The Pre-Libertadores tournament was an annual bi-national football competition held from 1998 to 2002, contested by teams from Venezuela and Mexico, that defined two teams qualified for the following year's Copa Libertadores (except for the first edition, which was played in the same year as the respective Copa Libertadores).

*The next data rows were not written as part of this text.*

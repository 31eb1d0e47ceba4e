/*!
 * QA service that orchestrates all checks.
 *
 * This module provides a unified interface for running a selected subset
 * of QA checks over extracted segments and aggregating the results into
 * a report with per-check counts.
 *
 * The spelling check is opt-in and excluded from the default set: it
 * talks to an external backend and must never make the rest of the suite
 * unusable, so it runs under a short timeout and degrades to reporting
 * no issues on any failure.
 */

use std::collections::HashMap;
use std::time::Duration;

use log::{debug, warn};
use serde::{Deserialize, Serialize};

use crate::document_store::Segment;
use crate::providers::SpellingProvider;
use crate::qa::checks;
use crate::qa::repetitions::check_inconsistent_repetitions;
use crate::qa::terminology::{Glossary, check_terminology};

/// The kinds of QA checks this engine knows
#[derive(Debug, Clone, Copy, PartialEq, Eq, Hash, Serialize, Deserialize)]
#[serde(rename_all = "snake_case")]
pub enum CheckKind {
    /// Trailing punctuation parity between source and target
    TrailingPunctuation,
    /// Numeric token parity (multiset of per-value counts)
    Numbers,
    /// Consecutive spaces in the target
    DoubleSpaces,
    /// Leading/trailing whitespace parity
    Whitespace,
    /// Per-glyph bracket count parity
    Brackets,
    /// Glossary term coverage
    Terminology,
    /// Identical repeated sources translated differently
    InconsistentRepetitions,
    /// External spell checking (opt-in)
    Spelling,
}

impl CheckKind {
    /// Stable identifier used in reports and configuration
    pub fn as_str(&self) -> &'static str {
        match self {
            Self::TrailingPunctuation => "trailing_punctuation",
            Self::Numbers => "numbers",
            Self::DoubleSpaces => "double_spaces",
            Self::Whitespace => "whitespace",
            Self::Brackets => "brackets",
            Self::Terminology => "terminology",
            Self::InconsistentRepetitions => "inconsistent_repetitions",
            Self::Spelling => "spelling",
        }
    }
}

impl std::fmt::Display for CheckKind {
    fn fmt(&self, f: &mut std::fmt::Formatter<'_>) -> std::fmt::Result {
        write!(f, "{}", self.as_str())
    }
}

impl std::str::FromStr for CheckKind {
    type Err = anyhow::Error;

    fn from_str(s: &str) -> Result<Self, Self::Err> {
        match s {
            "trailing_punctuation" => Ok(Self::TrailingPunctuation),
            "numbers" => Ok(Self::Numbers),
            "double_spaces" => Ok(Self::DoubleSpaces),
            "whitespace" => Ok(Self::Whitespace),
            "brackets" => Ok(Self::Brackets),
            "terminology" => Ok(Self::Terminology),
            "inconsistent_repetitions" => Ok(Self::InconsistentRepetitions),
            "spelling" => Ok(Self::Spelling),
            other => Err(anyhow::anyhow!("Unknown QA check: {}", other)),
        }
    }
}

/// Severity of a QA issue
#[derive(Debug, Clone, Copy, PartialEq, Eq, Serialize, Deserialize)]
#[serde(rename_all = "lowercase")]
pub enum Severity {
    /// Likely problem worth reviewing
    Warning,
    /// Definite problem
    Error,
}

/// A single QA issue found in a segment
#[derive(Debug, Clone, Serialize)]
pub struct QaIssue {
    /// Segment the issue belongs to
    pub segment_id: String,
    /// Which check found it
    pub check: CheckKind,
    /// How severe it is
    pub severity: Severity,
    /// Description of the issue
    pub message: String,
    /// Short source excerpt for display
    pub source_excerpt: String,
    /// Short target excerpt for display
    pub target_excerpt: String,
}

/// Complete QA report for a document
#[derive(Debug, Clone, Serialize)]
pub struct QaReport {
    /// Number of segments offered to the engine
    pub total_segments: usize,
    /// Number of segments actually checked
    pub segments_checked: usize,
    /// Number of segments with at least one issue
    pub segments_with_issues: usize,
    /// Every issue found
    pub issues: Vec<QaIssue>,
    /// Issue counts per check identifier
    pub summary: HashMap<String, usize>,
}

impl QaReport {
    /// One-line human-readable summary
    pub fn summary_line(&self) -> String {
        format!(
            "QA: {}/{} segments with issues, {} issue(s) total",
            self.segments_with_issues,
            self.total_segments,
            self.issues.len()
        )
    }
}

/// Configuration for the QA service
#[derive(Debug, Clone, Serialize, Deserialize)]
pub struct QaConfig {
    /// Whether QA is enabled at all
    #[serde(default = "default_true")]
    pub enabled: bool,

    /// Which checks to run
    #[serde(default = "default_checks")]
    pub checks: Vec<CheckKind>,

    /// Timeout for each spelling backend call, in seconds
    #[serde(default = "default_spelling_timeout_secs")]
    pub spelling_timeout_secs: u64,
}

fn default_true() -> bool {
    true
}

fn default_spelling_timeout_secs() -> u64 {
    10
}

/// The default check set. Spelling is opt-in only: it depends on an
/// external backend.
pub fn default_checks() -> Vec<CheckKind> {
    vec![
        CheckKind::TrailingPunctuation,
        CheckKind::Numbers,
        CheckKind::DoubleSpaces,
        CheckKind::Whitespace,
        CheckKind::Brackets,
        CheckKind::Terminology,
        CheckKind::InconsistentRepetitions,
    ]
}

impl Default for QaConfig {
    fn default() -> Self {
        QaConfig {
            enabled: true,
            checks: default_checks(),
            spelling_timeout_secs: default_spelling_timeout_secs(),
        }
    }
}

/// QA service for extracted segment pairs
#[derive(Debug, Clone, Default)]
pub struct QaService {
    config: QaConfig,
    glossary: Glossary,
}

impl QaService {
    /// Create a service with the default configuration and no glossary
    pub fn new() -> Self {
        Self::default()
    }

    /// Create a service with a custom configuration
    pub fn with_config(config: QaConfig) -> Self {
        QaService {
            config,
            glossary: Glossary::default(),
        }
    }

    /// Attach a glossary for the terminology check
    pub fn with_glossary(mut self, glossary: Glossary) -> Self {
        self.glossary = glossary;
        self
    }

    /// Whether QA is enabled
    pub fn is_enabled(&self) -> bool {
        self.config.enabled
    }

    fn check_enabled(&self, kind: CheckKind) -> bool {
        self.config.enabled && self.config.checks.contains(&kind)
    }

    /// Run the configured synchronous checks over all segments.
    ///
    /// The spelling check never runs here even if configured; use
    /// `run_checks_with_spelling` to include it.
    pub fn run_checks(&self, segments: &[Segment]) -> QaReport {
        let mut issues: Vec<QaIssue> = Vec::new();

        if self.config.enabled {
            for segment in segments {
                let id = segment.segment_id.as_str();
                let source = segment.source.as_str();
                let target = segment.target.as_str();

                if self.check_enabled(CheckKind::TrailingPunctuation) {
                    issues.extend(checks::check_trailing_punctuation(id, source, target));
                }
                if self.check_enabled(CheckKind::Numbers) {
                    issues.extend(checks::check_numbers(id, source, target));
                }
                if self.check_enabled(CheckKind::DoubleSpaces) {
                    issues.extend(checks::check_double_spaces(id, target));
                }
                if self.check_enabled(CheckKind::Whitespace) {
                    issues.extend(checks::check_whitespace(id, source, target));
                }
                if self.check_enabled(CheckKind::Brackets) {
                    issues.extend(checks::check_brackets(id, source, target));
                }
                if self.check_enabled(CheckKind::Terminology) && !self.glossary.is_empty() {
                    issues.extend(check_terminology(id, source, target, &self.glossary));
                }
            }

            if self.check_enabled(CheckKind::InconsistentRepetitions) {
                issues.extend(check_inconsistent_repetitions(segments));
            }
        }

        let report = build_report(segments.len(), issues);
        debug!("{}", report.summary_line());
        report
    }

    /// Run the configured checks including the opt-in spelling check.
    ///
    /// Each backend call is wrapped in a short timeout. On any failure or
    /// timeout the spelling pass stops and contributes no further issues;
    /// the rest of the report is unaffected.
    pub async fn run_checks_with_spelling(
        &self,
        segments: &[Segment],
        provider: &dyn SpellingProvider,
        language: &str,
    ) -> QaReport {
        let mut report = self.run_checks(segments);
        if !self.check_enabled(CheckKind::Spelling) {
            return report;
        }

        let timeout = Duration::from_secs(self.config.spelling_timeout_secs.max(1));
        let mut spelling_issues: Vec<QaIssue> = Vec::new();

        for segment in segments {
            if segment.target.is_empty() {
                continue;
            }

            let outcome =
                tokio::time::timeout(timeout, provider.check(&segment.target, language)).await;
            match outcome {
                Ok(Ok(misspellings)) => {
                    for misspelling in misspellings {
                        let suggestions = if misspelling.suggestions.is_empty() {
                            String::new()
                        } else {
                            format!(" (suggestions: {})", misspelling.suggestions.join(", "))
                        };
                        spelling_issues.push(QaIssue {
                            segment_id: segment.segment_id.clone(),
                            check: CheckKind::Spelling,
                            severity: Severity::Warning,
                            message: format!(
                                "Possible misspelling '{}'{}",
                                misspelling.word, suggestions
                            ),
                            source_excerpt: String::new(),
                            target_excerpt: checks::excerpt(&segment.target, 50, false),
                        });
                    }
                }
                Ok(Err(error)) => {
                    warn!("Spelling backend failed, skipping spelling check: {}", error);
                    break;
                }
                Err(_) => {
                    warn!(
                        "Spelling backend timed out after {}s, skipping spelling check",
                        timeout.as_secs()
                    );
                    break;
                }
            }
        }

        if !spelling_issues.is_empty() {
            report.issues.extend(spelling_issues);
            report = build_report(report.total_segments, report.issues);
        }
        report
    }
}

fn build_report(total_segments: usize, issues: Vec<QaIssue>) -> QaReport {
    let mut summary: HashMap<String, usize> = HashMap::new();
    let mut flagged: Vec<&str> = Vec::new();
    for issue in &issues {
        *summary.entry(issue.check.as_str().to_string()).or_insert(0) += 1;
        flagged.push(issue.segment_id.as_str());
    }
    flagged.sort_unstable();
    flagged.dedup();
    let segments_with_issues = flagged.len();

    QaReport {
        total_segments,
        segments_checked: total_segments,
        segments_with_issues,
        issues,
        summary,
    }
}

The tournament was an initiative of Mexican promoters, close to the Mexican Football Federation and the Televisa company, who sought to get Mexican teams into CONMEBOL's top club competition.

History
In 1997, Grupo Pegaso (founded by Alejandro Burillo Azcárraga), through promoter Eduardo Aguirre, began talks with the Venezuelan league clubs and the Venezuelan Football Federation (FVF) to purchase the slots that corresponded to Venezuelan teams in the Copa Libertadores (2 direct slots at that time). Negotiations lasted until December of that year when the parties reached an agreement in a meeting held in Asunción, Paraguay; the two Venezuelan slots in the Libertadores Cup would be disputed in a preliminary tournament by two Venezuelan and two Mexican teams, in exchange, the Mexican side was to make a payment of US$200,000 to each Venezuelan team participating and US$80,000 to the FVF. The agreement had CONMEBOL's approval, however, CONCACAF's permission was still needed to allow the Mexican teams to participate.

In early January 1998, Rafael Esquivel, president of the FVF at the time, and his treasurer Emiliano Rodríguez travel to Mexico to finalize the details of the tournament and then to the United States to meet with CONCACAF authorities. Finally, CONCACAF authorized the participation of the Mexican teams and 3 February is announced as the start date of the tournament.

Results
During its six editions, the tournament has always been won by a Mexican team and only twice has a Venezuelan team qualified for the Copa Libertadores.